The collision of two threads/experiences/forces…

1. Frustration with the state of strategy theory and practice—strategy is still not defined, and the field is plague by buzzwords and marketing.
2. A lifelong interest in the adaptive nature of innovation.

While many authors have shown a link between strategy and complex adaptive systems, the Emergent Approach is the first book to derive a theory of strategy from a model of systems.

What was your biggest surprise or aha moment when writing your book?

How much is written about strategy and about Darwinian adaptation, and how little alignment there is.

Who is your ideal audience for the book?

The primary audience is corporate businesses where organization are multi-functional and geographically spread out.

But the emergent approach is completely general and applies to small business, entrepreneurs, and non-business too.

How do you deal with fear?

The same way I encourage organizations to deal with fear: by sticking to the fundamentals.

How do you deal with rejection?

Play the piano for a few hours and wake up the next day and get back to it.

Tell us two concepts or ideas you want audience to takeaway?

1. Stop confusing (long) lists of goals, subgoals, plans, and initiatives with strategy, and instead create a framework with a central strategy rule. Add subgoals, plans, metrics, and initiatives as guided by this rule.

2. Fully embrace the adaptive view of change and innovation, as opposed to the “planning the future.” Strategy writers incorporate the adaptive view to varying extents, but we must go further with new techniques, and modifications to traditional ones.

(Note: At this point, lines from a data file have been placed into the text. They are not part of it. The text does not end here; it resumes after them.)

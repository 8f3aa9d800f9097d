//! espeak-ng synthesis adapter.
//!
//! One `espeak-ng` process per utterance, played strictly in submission
//! order by a worker task. Cancel bumps a generation counter (queued jobs
//! from older generations are dropped as `canceled`) and kills the running
//! process (reported as `interrupted`). Pause/resume stop and continue the
//! running process with SIGSTOP/SIGCONT; a job that starts while paused is
//! stopped as soon as it is spawned.

use std::process::Stdio;
use std::sync::atomic::{AtomicU64, Ordering};
use std::sync::{Arc, Mutex};

use tokio::process::Command;
use tokio::sync::{mpsc, Notify};
use tracing::{debug, info, warn};

use super::{emit_synthesis, EngineUtterance, EventSender, SpeechEnginePort, SynthesisEventKind};
use crate::config::EspeakConfig;
use crate::error::{SynthesisErrorCode, VoiceError, VoiceResult};
use crate::utterance::Ticket;
use crate::voice::VoiceDescriptor;

struct Job {
    ticket: Ticket,
    generation: u64,
    args: Vec<String>,
}

/// The running `espeak-ng` process and whether it should be stopped.
#[derive(Default)]
struct Process {
    pid: Option<u32>,
    paused: bool,
}

struct Shared {
    generation: AtomicU64,
    cancelled: Notify,
    process: Mutex<Process>,
}

/// A voice from `espeak-ng --voices` and the `-v` argument that selects it.
#[derive(Debug, Clone, PartialEq)]
struct EspeakVoice {
    descriptor: VoiceDescriptor,
    selector: String,
}

pub struct EspeakEngine {
    binary: String,
    base_wpm: u32,
    available: bool,
    jobs: mpsc::UnboundedSender<Job>,
    shared: Arc<Shared>,
    voices: Vec<EspeakVoice>,
}

impl EspeakEngine {
    /// Probe for the binary and start the playback worker.
    /// Must be called from within a tokio runtime.
    pub fn new(config: &EspeakConfig, events: EventSender) -> Self {
        let available = std::process::Command::new(&config.binary)
            .arg("--version")
            .stdout(Stdio::null())
            .stderr(Stdio::null())
            .status()
            .map(|s| s.success())
            .unwrap_or(false);

        if available {
            info!("Speech engine: {}", config.binary);
        } else {
            warn!("{} not found, speech output unavailable", config.binary);
        }

        let shared = Arc::new(Shared {
            generation: AtomicU64::new(0),
            cancelled: Notify::new(),
            process: Mutex::new(Process::default()),
        });

        let (jobs, rx) = mpsc::unbounded_channel();
        tokio::spawn(run_worker(config.binary.clone(), rx, Arc::clone(&shared), events));

        Self {
            binary: config.binary.clone(),
            base_wpm: config.base_wpm,
            available,
            jobs,
            shared,
            voices: Vec::new(),
        }
    }

    fn selector_for(&self, utterance: &EngineUtterance) -> String {
        if let Some(voice) = &utterance.voice {
            if let Some(v) = self.voices.iter().find(|v| v.descriptor == *voice) {
                return v.selector.clone();
            }
        }
        // Let espeak pick its default voice for the language.
        utterance
            .locale_code
            .split(['-', '_'])
            .next()
            .unwrap_or("en")
            .to_ascii_lowercase()
    }

    fn command_args(&self, utterance: &EngineUtterance) -> Vec<String> {
        let wpm = (self.base_wpm as f32 * utterance.rate).round().clamp(80.0, 450.0) as u32;
        let pitch = (50.0 * utterance.pitch).round().clamp(0.0, 99.0) as u32;
        let amplitude = (100.0 * utterance.volume).round().clamp(0.0, 200.0) as u32;

        vec![
            "-v".into(),
            self.selector_for(utterance),
            "-s".into(),
            wpm.to_string(),
            "-p".into(),
            pitch.to_string(),
            "-a".into(),
            amplitude.to_string(),
            "--".into(),
            utterance.text.clone(),
        ]
    }

    fn submit(&self, ticket: Ticket, args: Vec<String>) -> VoiceResult<()> {
        let job = Job {
            ticket,
            generation: self.shared.generation.load(Ordering::SeqCst),
            args,
        };
        self.jobs
            .send(job)
            .map_err(|_| VoiceError::StartFailure("espeak worker stopped".into()))
    }

    fn set_paused(&self, paused: bool) {
        // The worker checks `paused` under the same lock after each spawn.
        let mut process = self.shared.process.lock().unwrap();
        process.paused = paused;
        if let Some(pid) = process.pid {
            send_signal(if paused { "-STOP" } else { "-CONT" }, pid);
        }
    }
}

fn send_signal(signal: &str, pid: u32) {
    match std::process::Command::new("kill")
        .args([signal, &pid.to_string()])
        .status()
    {
        Ok(status) if status.success() => debug!("Sent {signal} to espeak pid {pid}"),
        Ok(status) => warn!("kill {signal} {pid} exited with {status}"),
        Err(e) => warn!("Failed to signal espeak: {e}"),
    }
}

impl SpeechEnginePort for EspeakEngine {
    fn name(&self) -> &str {
        "espeak"
    }

    fn is_available(&self) -> bool {
        self.available
    }

    fn speak(&mut self, utterance: EngineUtterance) -> VoiceResult<()> {
        self.submit(utterance.ticket, self.command_args(&utterance))
    }

    fn cancel(&mut self) {
        self.shared.process.lock().unwrap().paused = false;
        self.shared.generation.fetch_add(1, Ordering::SeqCst);
        self.shared.cancelled.notify_waiters();
    }

    fn pause(&mut self) {
        self.set_paused(true);
    }

    fn resume(&mut self) {
        self.set_paused(false);
    }

    fn voices(&mut self) -> Vec<VoiceDescriptor> {
        if self.voices.is_empty() && self.available {
            match std::process::Command::new(&self.binary).arg("--voices").output() {
                Ok(output) if output.status.success() => {
                    self.voices = parse_voice_list(&String::from_utf8_lossy(&output.stdout));
                    debug!("espeak reports {} voices", self.voices.len());
                }
                Ok(output) => warn!("{} --voices exited with {}", self.binary, output.status),
                Err(e) => warn!("Failed to list espeak voices: {e}"),
            }
        }
        self.voices.iter().map(|v| v.descriptor.clone()).collect()
    }
}

async fn run_worker(
    binary: String,
    mut jobs: mpsc::UnboundedReceiver<Job>,
    shared: Arc<Shared>,
    events: EventSender,
) {
    while let Some(job) = jobs.recv().await {
        let cancelled = shared.cancelled.notified();
        tokio::pin!(cancelled);
        cancelled.as_mut().enable();

        if job.generation != shared.generation.load(Ordering::SeqCst) {
            let canceled = SynthesisEventKind::Error(SynthesisErrorCode::Canceled);
            emit_synthesis(&events, job.ticket, canceled);
            continue;
        }

        let mut child = match Command::new(&binary)
            .args(&job.args)
            .stdout(Stdio::null())
            .stderr(Stdio::null())
            .kill_on_drop(true)
            .spawn()
        {
            Ok(child) => child,
            Err(e) => {
                warn!("Failed to spawn {binary}: {e}");
                emit_synthesis(
                    &events,
                    job.ticket,
                    SynthesisEventKind::Error(SynthesisErrorCode::SynthesisUnavailable),
                );
                continue;
            }
        };

        {
            let mut process = shared.process.lock().unwrap();
            process.pid = child.id();
            if let (true, Some(pid)) = (process.paused, process.pid) {
                debug!("Paused, holding espeak pid {pid}");
                send_signal("-STOP", pid);
            }
        }
        emit_synthesis(&events, job.ticket, SynthesisEventKind::Start);

        let outcome = tokio::select! {
            status = child.wait() => Some(status),
            _ = &mut cancelled => {
                if let Err(e) = child.kill().await {
                    warn!("Failed to kill espeak: {e}");
                }
                None
            }
        };

        shared.process.lock().unwrap().pid = None;

        let kind = match outcome {
            None => SynthesisEventKind::Error(SynthesisErrorCode::Interrupted),
            Some(Ok(status)) if status.success() => SynthesisEventKind::End,
            Some(Ok(status)) => {
                warn!("espeak exited with {status}");
                SynthesisEventKind::Error(SynthesisErrorCode::SynthesisFailed)
            }
            Some(Err(e)) => {
                warn!("Failed to wait for espeak: {e}");
                SynthesisEventKind::Error(SynthesisErrorCode::AudioHardware)
            }
        };
        emit_synthesis(&events, job.ticket, kind);
    }
    debug!("espeak worker stopped");
}

/// Parse the table printed by `espeak-ng --voices`:
///
/// ```text
/// Pty Language       Age/Gender VoiceName          File                 Other Languages
///  5  en-us           --/M      English_(America)  gmw/en-US            (en 2)(en-r 5)
/// ```
fn parse_voice_list(output: &str) -> Vec<EspeakVoice> {
    output
        .lines()
        .skip(1)
        .filter_map(|line| {
            let mut cols = line.split_whitespace();
            let _priority = cols.next()?;
            let language = cols.next()?;
            let _age_gender = cols.next()?;
            let name = cols.next()?;
            Some(EspeakVoice {
                descriptor: VoiceDescriptor::new(name.replace('_', " "), locale_code(language)),
                selector: language.to_string(),
            })
        })
        .collect()
}

/// `en-us` → `en-US`, `hi` → `hi`, `en-gb-scotland` → `en-GB-scotland`.
fn locale_code(language: &str) -> String {
    language
        .split('-')
        .enumerate()
        .map(|(i, part)| {
            if i == 1 && part.len() == 2 {
                part.to_ascii_uppercase()
            } else {
                part.to_ascii_lowercase()
            }
        })
        .collect::<Vec<_>>()
        .join("-")
}

#[cfg(test)]
mod tests {
    use std::time::Duration;

    use tokio::time::timeout;

    use super::*;
    use crate::engine::{event_channel, EngineEvent, EventReceiver};
    use crate::utterance::TicketCounter;
    use crate::voice;

    const VOICES: &str = "\
Pty Language       Age/Gender VoiceName          File                 Other Languages
 5  bn              --/M      Bengali            inc/bn
 2  en-gb           --/M      English_(Great_Britain) gmw/en               (en 2)
 5  en-us           --/M      English_(America)  gmw/en-US            (en 3)
 5  hi              --/M      Hindi              inc/hi
 5  ta              --/M      Tamil              dra/ta
";

    #[test]
    fn test_parse_voice_list() {
        let voices = parse_voice_list(VOICES);
        assert_eq!(voices.len(), 5);
        assert_eq!(voices[2].descriptor, VoiceDescriptor::new("English (America)", "en-US"));
        assert_eq!(voices[2].selector, "en-us");
        assert_eq!(voices[3].descriptor.locale_code, "hi");
    }

    #[test]
    fn test_espeak_catalog_resolves_through_prefix() {
        let catalog: Vec<VoiceDescriptor> =
            parse_voice_list(VOICES).into_iter().map(|v| v.descriptor).collect();
        // espeak lists "hi" without a region, so hi-IN resolves by prefix.
        assert_eq!(voice::resolve("hi-IN", &catalog).map(|v| v.name.as_str()), Some("Hindi"));
        // No Kannada voice: English fallback takes the first English entry.
        assert_eq!(
            voice::resolve("kn-IN", &catalog).map(|v| v.name.as_str()),
            Some("English (Great Britain)")
        );
    }

    /// An engine whose worker runs `sleep <secs>` instead of espeak-ng.
    fn sleep_engine() -> (EspeakEngine, EventReceiver) {
        let (events, rx) = event_channel();
        let config = EspeakConfig {
            binary: "sleep".into(),
            ..EspeakConfig::default()
        };
        (EspeakEngine::new(&config, events), rx)
    }

    async fn next(rx: &mut EventReceiver) -> (Ticket, SynthesisEventKind) {
        match timeout(Duration::from_secs(5), rx.recv()).await {
            Ok(Some(EngineEvent::Synthesis(event))) => (event.ticket, event.kind),
            other => panic!("expected a synthesis event, got {other:?}"),
        }
    }

    #[tokio::test]
    async fn test_cancel_kills_running_and_drops_queued() {
        let (mut engine, mut rx) = sleep_engine();
        let mut tickets = TicketCounter::default();
        let (running, queued, fresh) = (tickets.issue(), tickets.issue(), tickets.issue());

        engine.submit(running, vec!["5".into()]).unwrap();
        engine.submit(queued, vec!["5".into()]).unwrap();
        assert_eq!(next(&mut rx).await, (running, SynthesisEventKind::Start));

        engine.cancel();
        engine.submit(fresh, vec!["0".into()]).unwrap();

        let interrupted = SynthesisEventKind::Error(SynthesisErrorCode::Interrupted);
        let canceled = SynthesisEventKind::Error(SynthesisErrorCode::Canceled);
        assert_eq!(next(&mut rx).await, (running, interrupted));
        assert_eq!(next(&mut rx).await, (queued, canceled));
        assert_eq!(next(&mut rx).await, (fresh, SynthesisEventKind::Start));
        assert_eq!(next(&mut rx).await, (fresh, SynthesisEventKind::End));
    }

    #[tokio::test]
    async fn test_pause_between_jobs_holds_next_job() {
        let (mut engine, mut rx) = sleep_engine();
        let ticket = TicketCounter::default().issue();

        // Nothing is running yet.
        engine.pause();
        engine.submit(ticket, vec!["0.2".into()]).unwrap();
        assert_eq!(next(&mut rx).await, (ticket, SynthesisEventKind::Start));

        // A stopped process cannot exit.
        assert!(timeout(Duration::from_millis(800), rx.recv()).await.is_err());

        engine.resume();
        assert_eq!(next(&mut rx).await, (ticket, SynthesisEventKind::End));
    }

    #[tokio::test]
    async fn test_cancel_clears_pause() {
        let (mut engine, mut rx) = sleep_engine();
        let ticket = TicketCounter::default().issue();

        engine.pause();
        engine.cancel();
        engine.submit(ticket, vec!["0".into()]).unwrap();

        assert_eq!(next(&mut rx).await, (ticket, SynthesisEventKind::Start));
        assert_eq!(next(&mut rx).await, (ticket, SynthesisEventKind::End));
    }

    #[test]
    fn test_locale_code() {
        assert_eq!(locale_code("en-us"), "en-US");
        assert_eq!(locale_code("hi"), "hi");
        assert_eq!(locale_code("en-gb-scotland"), "en-GB-scotland");
    }
}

3. All planning us under uncertainty, and all transformations emerge.


Name one of the biggest challenges you have faced writing your book and how did you overcome it?

The Emergent Approach is a complicated book that covers a lot of ground and presents new views of many topics relating to strategy, change and innovation. It is an enormous challenge to work around existing concepts and terminology.

So, I use an array of examples to illustrate the theory and practice. I use not only the simple story of launching bike shop, but also discuss more sophisticated example like the strategies of Henry Ford and Apple. I even use sports and music examples, for instance the strategy used by NFL coach Bill Belichick, and the innovation ideas of Charlie Parker, the great saxophonist.

What’s a personal self-talk, mantra, affirmation, or self-belief that contributes to your success?

Focus on causes, not outcomes.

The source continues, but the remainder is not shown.